Cette approche axée sur les licences est presque certainement ce qui a persuadé trois grandes sociétés de musique – historiquement les opposants les plus litigieux à l’IA générative – d’émettre des chèques plutôt que des poursuites judiciaires. Sony, Universal et Warner ont tous déjà poursuivi des sociétés d'IA pour violation du droit d'auteur, faisant de leur présence sur la table des plafonds de Stability AI un revirement frappant dans la relation entre l'industrie musicale et l'IA générative.

"Ce groupe d'investisseurs inégalé est une affirmation de notre vision selon laquelle l'IA générative donne du pouvoir à chaque producteur, musicien et conteur", a déclaré Akkaraju dans l'annonce. "La stabilité est unique dans le domaine de l'IA car nous sommes des créatifs qui créent des outils pour les créatifs."

Un conseil d'administration avec des références hollywoodiennes

Parallèlement à ce financement, Stability AI a annoncé que Thomas Laffont, co-fondateur de la société d'investissement Coatue, avait rejoint son conseil d'administration. Il rejoint un conseil d'administration qui comprend déjà le cinéaste oscarisé James Cameron, l'entrepreneur et ancien président de Facebook Sean Parker, le cofondateur de Greycroft, Dana Settle, et Akkaraju lui-même.

"Pendant que d'autres développent une IA généralisée, Stability AI crée des outils de création et le fait aux côtés des artistes, des studios et des ayants droit dont le travail définit le domaine", a déclaré Laffont.

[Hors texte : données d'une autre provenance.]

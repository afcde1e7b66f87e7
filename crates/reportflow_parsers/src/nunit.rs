//! NUnit 2.x `test-results` report grammar.
//!
//! Suites are `<test-suite>` elements (assemblies, namespaces, fixtures all
//! alike); the progress unit is a completed `<test-case>`. A case fails when
//! `success="False"` or a `<failure>` child is present; message and stack
//! come from the failure's `<message>`/`<stack-trace>` children.

use crate::resume::SuiteResume;
use crate::tag::{text_content, TagKind, TagScanner};
use reportflow_protocol::{FormatParser, ParseError, ParseOutcome, ParseResult, ReportSink};
use std::path::{Path, PathBuf};
use std::sync::Arc;
use std::time::Duration;
use tracing::{debug, warn};

const SUITE_TAG: &str = "test-suite";
const CASE_TAG: &str = "test-case";

#[derive(Default, Clone, Copy)]
struct Totals {
    files: u64,
    tests: u64,
    failures: u64,
}

#[derive(Default)]
struct PendingCase {
    name: String,
    duration: Duration,
    failed_attr: bool,
    in_failure: bool,
    message: Option<String>,
    stack: Option<String>,
    body_start: usize,
}

pub struct NunitReportParser {
    sink: Arc<dyn ReportSink>,
    resume: SuiteResume,
    current_file: Option<PathBuf>,
    current: Totals,
    run: Totals,
}

impl NunitReportParser {
    pub fn new(sink: Arc<dyn ReportSink>) -> Self {
        Self {
            sink,
            resume: SuiteResume::default(),
            current_file: None,
            current: Totals::default(),
            run: Totals::default(),
        }
    }

    fn emit_case(&mut self, case: PendingCase) -> Result<(), ParseError> {
        self.sink.test_started(&case.name)?;
        if case.failed_attr || case.message.is_some() || case.stack.is_some() {
            self.sink.test_failed(
                &case.name,
                case.message.as_deref().unwrap_or("Test failed"),
                case.stack.as_deref().unwrap_or(""),
            )?;
            self.current.failures += 1;
            self.run.failures += 1;
        }
        self.sink.test_finished(&case.name, case.duration)?;
        self.current.tests += 1;
        self.run.tests += 1;
        Ok(())
    }
}

impl FormatParser for NunitReportParser {
    fn parse(&mut self, file: &Path, already_processed: u64) -> ParseResult {
        if self.current_file.as_deref() != Some(file) {
            self.current_file = Some(file.to_path_buf());
            self.current = Totals::default();
        }
        self.resume.begin_attempt(file);

        let bytes = std::fs::read(file).map_err(|e| ParseError::io(file, e))?;
        let content = String::from_utf8_lossy(&bytes);

        let mut scanner = TagScanner::new(&content);
        let mut opens_seen = 0u64;
        let mut closes_seen = 0u64;
        let mut cases_seen = 0u64;
        let mut depth = 0i64;
        let mut root_closed = false;
        let mut pending: Option<PendingCase> = None;

        while let Some(tag) = scanner.next_tag() {
            match tag.kind {
                TagKind::Open => {
                    depth += 1;
                    match tag.name {
                        SUITE_TAG => {
                            opens_seen += 1;
                            let name =
                                tag.attr("name").unwrap_or_else(|| "unnamed".to_string());
                            self.resume.suite_open(opens_seen, &name, &*self.sink)?;
                        }
                        CASE_TAG => {
                            pending = Some(PendingCase {
                                name: tag
                                    .attr("name")
                                    .unwrap_or_else(|| "unnamed".to_string()),
                                duration: tag
                                    .attr("time")
                                    .and_then(|t| t.parse::<f64>().ok())
                                    .filter(|secs| secs.is_finite() && *secs >= 0.0)
                                    .map(Duration::from_secs_f64)
                                    .unwrap_or_default(),
                                failed_attr: tag
                                    .attr("success")
                                    .map(|s| s.eq_ignore_ascii_case("false"))
                                    .unwrap_or(false),
                                ..PendingCase::default()
                            });
                        }
                        "failure" => {
                            if let Some(case) = pending.as_mut() {
                                case.in_failure = true;
                            }
                        }
                        "message" | "stack-trace" => {
                            if let Some(case) = pending.as_mut() {
                                if case.in_failure {
                                    case.body_start = tag.range.end;
                                }
                            }
                        }
                        _ => {}
                    }
                }
                TagKind::SelfClose => {
                    if tag.name == CASE_TAG {
                        let case = PendingCase {
                            name: tag.attr("name").unwrap_or_else(|| "unnamed".to_string()),
                            duration: tag
                                .attr("time")
                                .and_then(|t| t.parse::<f64>().ok())
                                .filter(|secs| secs.is_finite() && *secs >= 0.0)
                                .map(Duration::from_secs_f64)
                                .unwrap_or_default(),
                            failed_attr: tag
                                .attr("success")
                                .map(|s| s.eq_ignore_ascii_case("false"))
                                .unwrap_or(false),
                            ..PendingCase::default()
                        };
                        cases_seen += 1;
                        if cases_seen > already_processed {
                            self.emit_case(case)?;
                        }
                    }
                    // A self-closed element at the top level is a complete
                    // document.
                    if depth == 0 {
                        root_closed = true;
                    }
                }
                TagKind::Close => {
                    depth -= 1;
                    match tag.name {
                        "message" => {
                            if let Some(case) = pending.as_mut() {
                                if case.in_failure && case.message.is_none() {
                                    case.message = Some(text_content(
                                        &content[case.body_start..tag.range.start],
                                    ));
                                }
                            }
                        }
                        "stack-trace" => {
                            if let Some(case) = pending.as_mut() {
                                if case.in_failure && case.stack.is_none() {
                                    case.stack = Some(text_content(
                                        &content[case.body_start..tag.range.start],
                                    ));
                                }
                            }
                        }
                        "failure" => {
                            if let Some(case) = pending.as_mut() {
                                case.in_failure = false;
                            }
                        }
                        CASE_TAG => {
                            if let Some(case) = pending.take() {
                                cases_seen += 1;
                                if cases_seen > already_processed {
                                    self.emit_case(case)?;
                                }
                            }
                        }
                        SUITE_TAG => {
                            closes_seen += 1;
                            self.resume.suite_close(closes_seen, &*self.sink)?;
                        }
                        _ => {}
                    }
                    if depth <= 0 {
                        root_closed = true;
                    }
                }
            }
        }

        if root_closed {
            if self.resume.has_open_suites() {
                warn!(file = %file.display(), "document closed with unbalanced suites");
                self.resume.abnormal_end(&*self.sink);
            }
            self.resume.finish_file();
            self.run.files += 1;
            return Ok(ParseOutcome::Terminal);
        }
        Ok(ParseOutcome::Progress(cases_seen.max(already_processed)))
    }

    fn abnormal_end(&mut self) {
        self.resume.abnormal_end(&*self.sink);
    }

    fn log_report_totals(&mut self, file: &Path, verbose: bool) {
        let totals = self.current;
        let outcome = if totals.tests == 0 {
            self.sink.warning(&format!("{}: no tests found", file.display()))
        } else if verbose || totals.failures > 0 {
            self.sink.message(&format!(
                "{}: {} test(s), {} failure(s)",
                file.display(),
                totals.tests,
                totals.failures
            ))
        } else {
            self.sink
                .message(&format!("{}: {} test(s)", file.display(), totals.tests))
        };
        if let Err(err) = outcome {
            warn!(file = %file.display(), error = %err, "sink rejected report totals");
        }
    }

    fn log_parsing_totals(&mut self, verbose: bool) {
        if self.run.files == 0 {
            if verbose {
                debug!("no NUnit reports were processed");
            }
            return;
        }
        if let Err(err) = self.sink.message(&format!(
            "NUnit reports: {} file(s), {} test(s), {} failure(s)",
            self.run.files, self.run.tests, self.run.failures
        )) {
            warn!(error = %err, "sink rejected parsing totals");
        }
    }
}

#[cfg(test)]
mod tests {
    use super::*;
    use reportflow_test_utils::{write_report, RecordingSink, SinkEvent};

    const PASS_AND_FAIL: &str = r#"<?xml version="1.0"?>
<test-results total="2" failures="1">
  <test-suite name="Lib.dll" success="False">
    <results>
      <test-case name="Lib.Adds" executed="True" success="True" time="0.001"/>
      <test-case name="Lib.Breaks" executed="True" success="False" time="0.002">
        <failure>
          <message><![CDATA[expected 2 but was 3]]></message>
          <stack-trace><![CDATA[at Lib.Breaks()]]></stack-trace>
        </failure>
      </test-case>
    </results>
  </test-suite>
</test-results>
"#;

    #[test]
    fn emits_pass_and_failure() {
        let dir = tempfile::tempdir().unwrap();
        let report = dir.path().join("r.xml");
        write_report(&report, PASS_AND_FAIL).unwrap();

        let sink = Arc::new(RecordingSink::new());
        let mut parser = NunitReportParser::new(sink.clone());
        assert_eq!(parser.parse(&report, 0).unwrap(), ParseOutcome::Terminal);

        assert_eq!(
            sink.lifecycle_labels(),
            vec![
                "suiteStarted(Lib.dll)",
                "testStarted(Lib.Adds)",
                "testFinished(Lib.Adds)",
                "testStarted(Lib.Breaks)",
                "testFailed(Lib.Breaks)",
                "testFinished(Lib.Breaks)",
                "suiteFinished(Lib.dll)",
            ]
        );
        let failed = sink
            .lifecycle_events()
            .into_iter()
            .find_map(|e| match e {
                SinkEvent::TestFailed {
                    message, details, ..
                } => Some((message, details)),
                _ => None,
            })
            .unwrap();
        assert_eq!(failed.0, "expected 2 but was 3");
        assert_eq!(failed.1, "at Lib.Breaks()");
    }

    #[test]
    fn resumes_without_duplicates() {
        let dir = tempfile::tempdir().unwrap();
        let report = dir.path().join("r.xml");
        let cut = PASS_AND_FAIL.find("Lib.Breaks").unwrap();
        write_report(&report, &PASS_AND_FAIL[..cut]).unwrap();

        let sink = Arc::new(RecordingSink::new());
        let mut parser = NunitReportParser::new(sink.clone());
        let ParseOutcome::Progress(processed) = parser.parse(&report, 0).unwrap() else {
            panic!("truncated report must not be terminal");
        };
        assert_eq!(processed, 1);

        write_report(&report, PASS_AND_FAIL).unwrap();
        assert_eq!(
            parser.parse(&report, processed).unwrap(),
            ParseOutcome::Terminal
        );

        let started: Vec<_> = sink
            .lifecycle_events()
            .into_iter()
            .filter(|e| matches!(e, SinkEvent::TestStarted(_)))
            .collect();
        assert_eq!(started.len(), 2);
    }
}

La composition du conseil d'administration reflète la stratégie de l'entreprise : plutôt que de concurrencer de front les laboratoires pionniers en quête d'intelligence générale, Stability AI se positionne comme un partenaire spécialisé de l'industrie du divertissement, où les ayants droit sont prêts à payer pour des outils qui respectent le droit d'auteur de fond en comble.

À quoi sert l'argent

La société affirme que le nouveau financement servira à créer des outils créatifs conçus autour du processus de l'artiste dans les domaines de la musique, des jeux et du divertissement. Avec EA parmi ses partenaires stratégiques et investisseurs, le développement de jeux devrait constituer une priorité majeure, parallèlement à l’expansion continue de la famille Stable Audio.

L’investissement arrive également à un moment où le marché plus large de l’IA générative se polarise en deux camps : des modèles de pointe à usage général soutenus par d’énormes budgets de calcul, et des acteurs verticaux pariant qu’une intégration profonde avec des industries spécifiques – et des données de formation propres – s’avérera plus durable qu’une échelle brute.

Le pari de Stability AI est que le besoin de l'industrie du divertissement en outils génératifs sous licence et contrôlables est suffisamment important pour soutenir une entreprise indépendante. Avec les trois grands groupes de labels désormais littéralement investis dans ce résultat, la société a aligné certains des détenteurs de droits les plus puissants au monde sur son succès.

Que cela se traduise par une traction commerciale durable dépendra de l’adoption d’outils tels que Stable Audio 3.0 par les musiciens en activité. Mais après des années au cours desquelles « l'IA contre les artistes » a défini la conversation, le dernier cycle de Stability AI suggère qu'au moins une grande entreprise d'IA a trouvé une réponse différente : supprimer les détenteurs de droits.

Pour plus de couverture sur le financement de l’IA et les activités de l’intelligence artificielle, suivez AI Buzz Wire au fur et à mesure que l’histoire se développe.